* Work to complete
The expected output is every entry that follows, reproduced exactly.
BEGIN Records shown
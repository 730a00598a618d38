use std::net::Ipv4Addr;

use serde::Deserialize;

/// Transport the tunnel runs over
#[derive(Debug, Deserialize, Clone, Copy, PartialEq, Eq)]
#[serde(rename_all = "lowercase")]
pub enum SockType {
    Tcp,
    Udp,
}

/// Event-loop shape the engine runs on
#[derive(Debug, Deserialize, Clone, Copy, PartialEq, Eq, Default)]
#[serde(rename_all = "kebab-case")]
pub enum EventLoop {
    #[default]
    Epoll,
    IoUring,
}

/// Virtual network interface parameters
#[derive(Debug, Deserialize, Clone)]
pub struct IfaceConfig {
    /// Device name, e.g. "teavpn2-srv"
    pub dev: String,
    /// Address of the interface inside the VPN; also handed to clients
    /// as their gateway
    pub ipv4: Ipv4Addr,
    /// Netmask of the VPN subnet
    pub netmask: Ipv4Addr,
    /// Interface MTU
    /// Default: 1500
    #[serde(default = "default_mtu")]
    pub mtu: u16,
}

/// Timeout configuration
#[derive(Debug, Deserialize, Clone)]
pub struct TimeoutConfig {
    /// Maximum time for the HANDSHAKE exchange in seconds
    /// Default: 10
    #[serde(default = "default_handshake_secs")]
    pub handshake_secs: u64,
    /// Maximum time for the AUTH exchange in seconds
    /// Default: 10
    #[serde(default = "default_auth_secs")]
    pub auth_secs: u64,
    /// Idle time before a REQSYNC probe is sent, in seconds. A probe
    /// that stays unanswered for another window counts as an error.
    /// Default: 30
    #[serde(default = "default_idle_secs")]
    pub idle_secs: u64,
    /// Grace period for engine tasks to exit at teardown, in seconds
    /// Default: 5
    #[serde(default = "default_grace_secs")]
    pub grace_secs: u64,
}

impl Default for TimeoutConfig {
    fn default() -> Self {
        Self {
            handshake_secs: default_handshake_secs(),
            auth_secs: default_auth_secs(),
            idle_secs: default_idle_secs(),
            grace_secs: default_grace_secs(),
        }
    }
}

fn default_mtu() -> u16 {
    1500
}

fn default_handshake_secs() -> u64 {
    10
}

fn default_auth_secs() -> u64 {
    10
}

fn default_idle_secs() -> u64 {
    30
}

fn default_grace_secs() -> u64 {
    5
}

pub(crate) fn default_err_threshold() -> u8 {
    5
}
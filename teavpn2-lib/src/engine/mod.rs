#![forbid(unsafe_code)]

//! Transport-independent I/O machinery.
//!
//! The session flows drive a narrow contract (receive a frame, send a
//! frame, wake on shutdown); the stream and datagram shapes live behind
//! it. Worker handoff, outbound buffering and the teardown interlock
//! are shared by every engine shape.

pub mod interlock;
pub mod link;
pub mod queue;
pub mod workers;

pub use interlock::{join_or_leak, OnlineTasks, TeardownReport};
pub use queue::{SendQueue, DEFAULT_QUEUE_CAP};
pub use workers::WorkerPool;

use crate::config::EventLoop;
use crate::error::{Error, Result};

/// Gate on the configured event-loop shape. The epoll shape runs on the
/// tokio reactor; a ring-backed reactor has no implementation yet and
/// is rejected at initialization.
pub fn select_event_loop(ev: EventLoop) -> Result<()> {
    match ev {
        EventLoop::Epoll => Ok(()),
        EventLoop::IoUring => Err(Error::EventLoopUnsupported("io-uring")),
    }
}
END Records shown
* Result
repository 730a00598a618d38
use std::net::Ipv4Addr;

use serde::Deserialize;

/// Transport the tunnel runs over
#[derive(Debug, Deserialize, Clone, Copy, PartialEq, Eq)]
#[serde(rename_all = "lowercase")]
pub enum SockType {
    Tcp,
    Udp,
}

/// Event-loop shape the engine runs on
#[derive(Debug, Deserialize, Clone, Copy, PartialEq, Eq, Default)]
#[serde(rename_all = "kebab-case")]
pub enum EventLoop {
    #[default]
    Epoll,
    IoUring,
}

/// Virtual network interface parameters
#[derive(Debug, Deserialize, Clone)]
pub struct IfaceConfig {
    /// Device name, e.g. "teavpn2-srv"
    pub dev: String,
    /// Address of the interface inside the VPN; also handed to clients
    /// as their gateway
    pub ipv4: Ipv4Addr,
    /// Netmask of the VPN subnet
    pub netmask: Ipv4Addr,
    /// Interface MTU
    /// Default: 1500
    #[serde(default = "default_mtu")]
    pub mtu: u16,
}

/// Timeout configuration
#[derive(Debug, Deserialize, Clone)]
pub struct TimeoutConfig {
    /// Maximum time for the HANDSHAKE exchange in seconds
    /// Default: 10
    #[serde(default = "default_handshake_secs")]
    pub handshake_secs: u64,
    /// Maximum time for the AUTH exchange in seconds
    /// Default: 10
    #[serde(default = "default_auth_secs")]
    pub auth_secs: u64,
    /// Idle time before a REQSYNC probe is sent, in seconds. A probe
    /// that stays unanswered for another window counts as an error.
    /// Default: 30
    #[serde(default = "default_idle_secs")]
    pub idle_secs: u64,
    /// Grace period for engine tasks to exit at teardown, in seconds
    /// Default: 5
    #[serde(default = "default_grace_secs")]
    pub grace_secs: u64,
}

impl Default for TimeoutConfig {
    fn default() -> Self {
        Self {
            handshake_secs: default_handshake_secs(),
            auth_secs: default_auth_secs(),
            idle_secs: default_idle_secs(),
            grace_secs: default_grace_secs(),
        }
    }
}

fn default_mtu() -> u16 {
    1500
}

fn default_handshake_secs() -> u64 {
    10
}

fn default_auth_secs() -> u64 {
    10
}

fn default_idle_secs() -> u64 {
    30
}

fn default_grace_secs() -> u64 {
    5
}

pub(crate) fn default_err_threshold() -> u8 {
    5
}
filename teavpn2-lib/src/engine/mod.rs
#![forbid(unsafe_code)]

//! Transport-independent I/O machinery.
//!
//! The session flows drive a narrow contract (receive a frame, send a
//! frame, wake on shutdown); the stream and datagram shapes live behind
//! it. Worker handoff, outbound buffering and the teardown interlock
//! are shared by every engine shape.

pub mod interlock;
pub mod link;
pub mod queue;
pub mod workers;

pub use interlock::{join_or_leak, OnlineTasks, TeardownReport};
pub use queue::{SendQueue, DEFAULT_QUEUE_CAP};
pub use workers::WorkerPool;

use crate::config::EventLoop;
use crate::error::{Error, Result};

/// Gate on the configured event-loop shape. The epoll shape runs on the
/// tokio reactor; a ring-backed reactor has no implementation yet and
/// is rejected at initialization.
pub fn select_event_loop(ev: EventLoop) -> Result<()> {
    match ev {
        EventLoop::Epoll => Ok(()),
        EventLoop::IoUring => Err(Error::EventLoopUnsupported("io-uring")),
    }
}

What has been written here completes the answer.